Items from a dataset:
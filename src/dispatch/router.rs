//! Message router — decodes inbound worker frames and applies them to the dispatcher.

use tracing::{debug, warn};

use super::dispatcher::Dispatcher;
use super::model::WorkerId;
use super::protocol::{self, WorkerMessage};
use super::registry::RegistrationInfo;
use crate::error::{DispatchError, ProtocolError};

/// Route one text frame from `worker_id`. Malformed or unknown frames are
/// logged and dropped.
pub async fn route_message(dispatcher: &Dispatcher, worker_id: WorkerId, text: &str) {
    match protocol::decode(text) {
        Ok(message) => route(dispatcher, worker_id, message).await,
        Err(ProtocolError::Malformed { kind, reason }) if kind == "register" => {
            let error = DispatchError::Registration { worker_id, reason };
            warn!(worker_id = %worker_id, error = %error, "Dropping malformed registration");
        }
        Err(e) => {
            warn!(worker_id = %worker_id, error = %e, "Dropping malformed message");
        }
    }
}

/// Apply an already decoded message.
pub async fn route(dispatcher: &Dispatcher, worker_id: WorkerId, message: WorkerMessage) {
    debug!(worker_id = %worker_id, kind = message.kind(), "Message from worker");

    match message {
        WorkerMessage::Register {
            capabilities,
            name,
            version,
            platform,
        } => {
            let registration = RegistrationInfo {
                capabilities,
                name,
                version,
                platform,
            };
            if let Err(e) = dispatcher.register_worker(worker_id, registration).await {
                warn!(worker_id = %worker_id, error = %e, "Registration rejected");
            }
        }
        WorkerMessage::TaskComplete { task_id, response } => {
            dispatcher.complete_task(worker_id, task_id, response).await;
        }
        WorkerMessage::TaskProgress { task_id, progress } => {
            dispatcher.report_progress(worker_id, task_id, progress).await;
        }
        WorkerMessage::Heartbeat => {
            dispatcher.heartbeat(worker_id).await;
        }
        WorkerMessage::Error { error } => {
            dispatcher.report_error(worker_id, error).await;
        }
        WorkerMessage::Capabilities { capabilities } => {
            if let Err(e) = dispatcher.update_capabilities(worker_id, capabilities).await {
                warn!(worker_id = %worker_id, error = %e, "Capability update rejected");
            }
        }
        WorkerMessage::Unknown => {
            warn!(worker_id = %worker_id, "Unknown message type from worker");
        }
    }
}
use std::time::Duration;

use anyhow::{Context, Result};
use ffmpeg_next as ffmpeg;
use image::{DynamicImage, RgbImage};
use once_cell::sync::OnceCell;

/// Sampled frames are scaled to this square before hashing; the hash
/// only looks at an 8x8 grid so full resolution buys nothing.
const SAMPLE_FRAME_EDGE: u32 = 160;

/// Give up on a seek target after this many packets without a usable frame
const MAX_PACKETS_PER_SEEK: usize = 600;

static FFMPEG_INIT: OnceCell<()> = OnceCell::new();

/// Initialize FFmpeg once per process
pub fn init_ffmpeg() -> Result<()> {
    FFMPEG_INIT
        .get_or_try_init(|| ffmpeg::init().context("Failed to initialize FFmpeg"))
        .map(|_| ())
}

/// `n` evenly spaced timestamps strictly inside `(0, duration)`
pub fn sample_timestamps(duration: f64, n: usize) -> Vec<f64> {
    if duration.is_nan() || duration <= 0.0 || n == 0 {
        return Vec::new();
    }
    let step = duration / (n + 1) as f64;
    (1..=n).map(|i| step * i as f64).collect()
}

fn stream_duration(input: &ffmpeg::format::context::Input) -> Option<f64> {
    let duration = input.duration();
    if duration <= 0 {
        return None;
    }
    Some(duration as f64 / f64::from(ffmpeg::ffi::AV_TIME_BASE))
}

fn open_stream(url: &str, open_timeout: Duration) -> Result<ffmpeg::format::context::Input> {
    let mut options = ffmpeg::Dictionary::new();
    // microseconds, applies to every blocking read on the protocol
    options.set("rw_timeout", &open_timeout.as_micros().to_string());

    ffmpeg::format::input_with_dictionary(url, options)
        .with_context(|| format!("Failed to open video stream {}", url))
}

/// Copy an RGB24 frame into an image buffer, honoring the row stride
fn frame_to_image(frame: &ffmpeg::util::frame::video::Video) -> Result<DynamicImage> {
    let width = frame.width();
    let height = frame.height();
    let stride = frame.stride(0);
    let row_len = width as usize * 3;
    let data = frame.data(0);

    let mut pixels = Vec::with_capacity(row_len * height as usize);
    for y in 0..height as usize {
        let start = y * stride;
        let row = data
            .get(start..start + row_len)
            .context("Frame buffer shorter than its dimensions")?;
        pixels.extend_from_slice(row);
    }

    let buffer = RgbImage::from_raw(width, height, pixels)
        .context("Failed to create image buffer from frame")?;
    Ok(DynamicImage::ImageRgb8(buffer))
}

struct FrameSampler {
    stream_index: usize,
    time_base: f64,
    decoder: ffmpeg::decoder::Video,
    scaler: ffmpeg::software::scaling::context::Context,
}

impl FrameSampler {
    fn new(input: &ffmpeg::format::context::Input) -> Result<Self> {
        let video_stream = input
            .streams()
            .best(ffmpeg::media::Type::Video)
            .context("Could not find video stream")?;

        let stream_index = video_stream.index();
        let time_base = f64::from(video_stream.time_base());

        let decoder = ffmpeg::codec::context::Context::from_parameters(video_stream.parameters())
            .context("Failed to create codec context")?
            .decoder()
            .video()
            .context("Failed to create video decoder")?;

        let scaler = ffmpeg::software::scaling::context::Context::get(
            decoder.format(),
            decoder.width(),
            decoder.height(),
            ffmpeg::format::Pixel::RGB24,
            SAMPLE_FRAME_EDGE,
            SAMPLE_FRAME_EDGE,
            ffmpeg::software::scaling::flag::Flags::BILINEAR,
        )
        .context("Failed to create scaler")?;

        Ok(Self {
            stream_index,
            time_base,
            decoder,
            scaler,
        })
    }

    fn convert(&mut self, decoded: &ffmpeg::util::frame::video::Video) -> Result<DynamicImage> {
        let mut rgb_frame = ffmpeg::util::frame::video::Video::empty();
        self.scaler
            .run(decoded, &mut rgb_frame)
            .context("Failed to scale frame")?;
        frame_to_image(&rgb_frame)
    }

    /// Decode forward from the current position to the first frame at or
    /// after `target - tolerance` seconds
    fn decode_near(
        &mut self,
        input: &mut ffmpeg::format::context::Input,
        target: f64,
        tolerance: f64,
    ) -> Result<Option<DynamicImage>> {
        let mut decoded = ffmpeg::util::frame::video::Video::empty();
        let mut packets_read = 0;

        for (stream, packet) in input.packets() {
            if stream.index() != self.stream_index {
                continue;
            }
            packets_read += 1;
            if packets_read > MAX_PACKETS_PER_SEEK {
                break;
            }
            if self.decoder.send_packet(&packet).is_err() {
                continue;
            }

            while self.decoder.receive_frame(&mut decoded).is_ok() {
                let frame_time = decoded
                    .timestamp()
                    .or_else(|| decoded.pts())
                    .map(|pts| pts as f64 * self.time_base);

                if matches!(frame_time, Some(t) if t < target - tolerance) {
                    continue;
                }
                return self.convert(&decoded).map(Some);
            }
        }

        Ok(None)
    }

    /// First `n` decodable frames, for containers without a duration
    fn decode_sequential(
        &mut self,
        input: &mut ffmpeg::format::context::Input,
        n: usize,
    ) -> Vec<DynamicImage> {
        let mut frames = Vec::with_capacity(n);
        let mut decoded = ffmpeg::util::frame::video::Video::empty();

        for (stream, packet) in input.packets() {
            if stream.index() != self.stream_index {
                continue;
            }
            if self.decoder.send_packet(&packet).is_err() {
                continue;
            }
            while self.decoder.receive_frame(&mut decoded).is_ok() {
                match self.convert(&decoded) {
                    Ok(frame) => frames.push(frame),
                    Err(e) => log::debug!("Dropping undecodable frame: {:#}", e),
                }
                if frames.len() == n {
                    return frames;
                }
            }
        }

        frames
    }
}

/// Sample up to `n_samples` frames from a (possibly remote) video.
///
/// Only a failed open is an error; a seek or decode failure drops that one
/// sample, so the result can be shorter than requested.
pub fn sample_frames(url: &str, n_samples: usize, open_timeout: Duration) -> Result<Vec<DynamicImage>> {
    init_ffmpeg()?;

    let mut input = open_stream(url, open_timeout)?;
    let mut sampler = FrameSampler::new(&input)?;

    let Some(duration) = stream_duration(&input) else {
        log::debug!("No duration for {}, decoding sequentially", url);
        let frames = sampler.decode_sequential(&mut input, n_samples);
        sampler.decoder.send_eof().ok();
        return Ok(frames);
    };

    let timestamps = sample_timestamps(duration, n_samples);
    let tolerance = duration / (n_samples + 1) as f64 / 2.0;

    log::debug!(
        "Sampling {} frames from {} ({:.2}s long)",
        timestamps.len(),
        url,
        duration
    );

    let mut frames = Vec::with_capacity(timestamps.len());
    for (index, &target) in timestamps.iter().enumerate() {
        let position = (target * f64::from(ffmpeg::ffi::AV_TIME_BASE)) as i64;
        if let Err(e) = input.seek(position, ..position) {
            log::debug!("Seek to {:.2}s failed for {}: {}", target, url, e);
            continue;
        }
        sampler.decoder.flush();

        match sampler.decode_near(&mut input, target, tolerance) {
            Ok(Some(frame)) => frames.push(frame),
            Ok(None) => log::debug!("No frame near {:.2}s in {} (sample {})", target, url, index),
            Err(e) => log::debug!("Sample {} of {} failed: {:#}", index, url, e),
        }
    }

    sampler.decoder.send_eof().ok();

    Ok(frames)
}

#[cfg(test)]
mod tests {
    use super::*;
    use std::io::{Read, Write};
    use std::net::TcpListener;
    use std::thread;

    const CLIP_FRAMES: usize = 30;

    /// 3s YUV4MPEG2 clip at 10 fps; frame `i` is flat grey that brightens with `i`
    fn clip_bytes() -> Vec<u8> {
        let (w, h) = (64usize, 48usize);
        let mut out = format!("YUV4MPEG2 W{} H{} F10:1 Ip A1:1 C420jpeg\n", w, h).into_bytes();
        for i in 0..CLIP_FRAMES {
            out.extend_from_slice(b"FRAME\n");
            out.extend(std::iter::repeat_n(16 + 7 * i as u8, w * h));
            out.extend(std::iter::repeat_n(128u8, w * h / 2));
        }
        out
    }

    fn clip_file() -> tempfile::NamedTempFile {
        let mut file = tempfile::Builder::new().suffix(".y4m").tempfile().unwrap();
        file.write_all(&clip_bytes()).unwrap();
        file.flush().unwrap();
        file
    }

    /// Streams the clip over HTTP without a length, so the container has no duration
    fn serve_clip() -> String {
        let listener = TcpListener::bind("127.0.0.1:0").unwrap();
        let addr = listener.local_addr().unwrap();
        thread::spawn(move || {
            for stream in listener.incoming() {
                let Ok(mut stream) = stream else { break };
                let mut request = Vec::new();
                let mut buf = [0u8; 1024];
                while !request.windows(4).any(|w| w == b"\r\n\r\n") {
                    match stream.read(&mut buf) {
                        Ok(0) | Err(_) => break,
                        Ok(n) => request.extend_from_slice(&buf[..n]),
                    }
                }
                let head = "HTTP/1.1 200 OK\r\nContent-Type: video/x-yuv4mpeg\r\nConnection: close\r\n\r\n";
                let _ = stream.write_all(head.as_bytes());
                let _ = stream.write_all(&clip_bytes());
            }
        });
        format!("http://{}/clip.y4m", addr)
    }

    fn brightness(frame: &DynamicImage) -> f64 {
        let rgb = frame.to_rgb8();
        let total: f64 = rgb.pixels().map(|p| f64::from(p[0])).sum();
        total / f64::from(rgb.width() * rgb.height())
    }

    #[test]
    fn test_samples_in_temporal_order() {
        let clip = clip_file();
        let path = clip.path().to_string_lossy().into_owned();

        let frames = sample_frames(&path, 6, Duration::from_secs(5)).unwrap();
        assert!(!frames.is_empty());
        assert!(frames.len() <= 6);
        assert!(frames.iter().all(|f| (f.width(), f.height()) == (SAMPLE_FRAME_EDGE, SAMPLE_FRAME_EDGE)));

        let levels: Vec<f64> = frames.iter().map(brightness).collect();
        assert!(levels.windows(2).all(|w| w[0] < w[1]), "{:?}", levels);
    }

    #[test]
    fn test_never_more_samples_than_requested() {
        let clip = clip_file();
        let path = clip.path().to_string_lossy().into_owned();

        let frames = sample_frames(&path, 50, Duration::from_secs(5)).unwrap();
        assert!(frames.len() <= 50);
        let levels: Vec<f64> = frames.iter().map(brightness).collect();
        assert!(levels.windows(2).all(|w| w[0] <= w[1]), "{:?}", levels);
    }

    #[test]
    fn test_unknown_duration_decodes_sequentially() {
        let url = serve_clip();

        let frames = sample_frames(&url, 4, Duration::from_secs(5)).unwrap();
        assert_eq!(frames.len(), 4);
        let levels: Vec<f64> = frames.iter().map(brightness).collect();
        assert!(levels.windows(2).all(|w| w[0] < w[1]), "{:?}", levels);
    }

    #[test]
    fn test_missed_seek_does_not_spoil_next_sample() {
        init_ffmpeg().unwrap();
        let clip = clip_file();
        let path = clip.path().to_string_lossy().into_owned();
        let mut input = open_stream(&path, Duration::from_secs(5)).unwrap();
        let mut sampler = FrameSampler::new(&input).unwrap();

        let mut sample_at = |input: &mut ffmpeg::format::context::Input, target: f64| {
            let position = (target * f64::from(ffmpeg::ffi::AV_TIME_BASE)) as i64;
            input.seek(position, ..position).ok()?;
            sampler.decoder.flush();
            sampler.decode_near(input, target, 0.05).ok().flatten()
        };

        assert!(sample_at(&mut input, 60.0).is_none());
        let frame = sample_at(&mut input, 1.5).unwrap();
        assert!(brightness(&frame) > brightness(&sample_at(&mut input, 0.5).unwrap()));
    }

    #[test]
    fn test_timestamps_are_interior_and_even() {
        let ts = sample_timestamps(14.0, 6);
        assert_eq!(ts, vec![2.0, 4.0, 6.0, 8.0, 10.0, 12.0]);
        assert_eq!(sample_timestamps(10.0, 1), vec![5.0]);
    }

    #[test]
    fn test_timestamps_degenerate_inputs() {
        assert!(sample_timestamps(0.0, 6).is_empty());
        assert!(sample_timestamps(f64::NAN, 6).is_empty());
        assert!(sample_timestamps(30.0, 0).is_empty());
    }

    #[test]
    fn test_unopenable_stream_is_error() {
        let result = sample_frames("/nonexistent/creative.mp4", 6, Duration::from_secs(1));
        assert!(result.is_err());
    }
}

TRY IT: The answer must consist solely of the lines from the first line of the data to the line holding "already decoded message.", each given again exactly.

RESULT:
filename src/dispatch/router.rs
//! Message router — decodes inbound worker frames and applies them to the dispatcher.

use tracing::{debug, warn};

use super::dispatcher::Dispatcher;
use super::model::WorkerId;
use super::protocol::{self, WorkerMessage};
use super::registry::RegistrationInfo;
use crate::error::{DispatchError, ProtocolError};

/// Route one text frame from `worker_id`. Malformed or unknown frames are
/// logged and dropped.
pub async fn route_message(dispatcher: &Dispatcher, worker_id: WorkerId, text: &str) {
    match protocol::decode(text) {
        Ok(message) => route(dispatcher, worker_id, message).await,
        Err(ProtocolError::Malformed { kind, reason }) if kind == "register" => {
            let error = DispatchError::Registration { worker_id, reason };
            warn!(worker_id = %worker_id, error = %error, "Dropping malformed registration");
        }
        Err(e) => {
            warn!(worker_id = %worker_id, error = %e, "Dropping malformed message");
        }
    }
}

/// Apply an already decoded message.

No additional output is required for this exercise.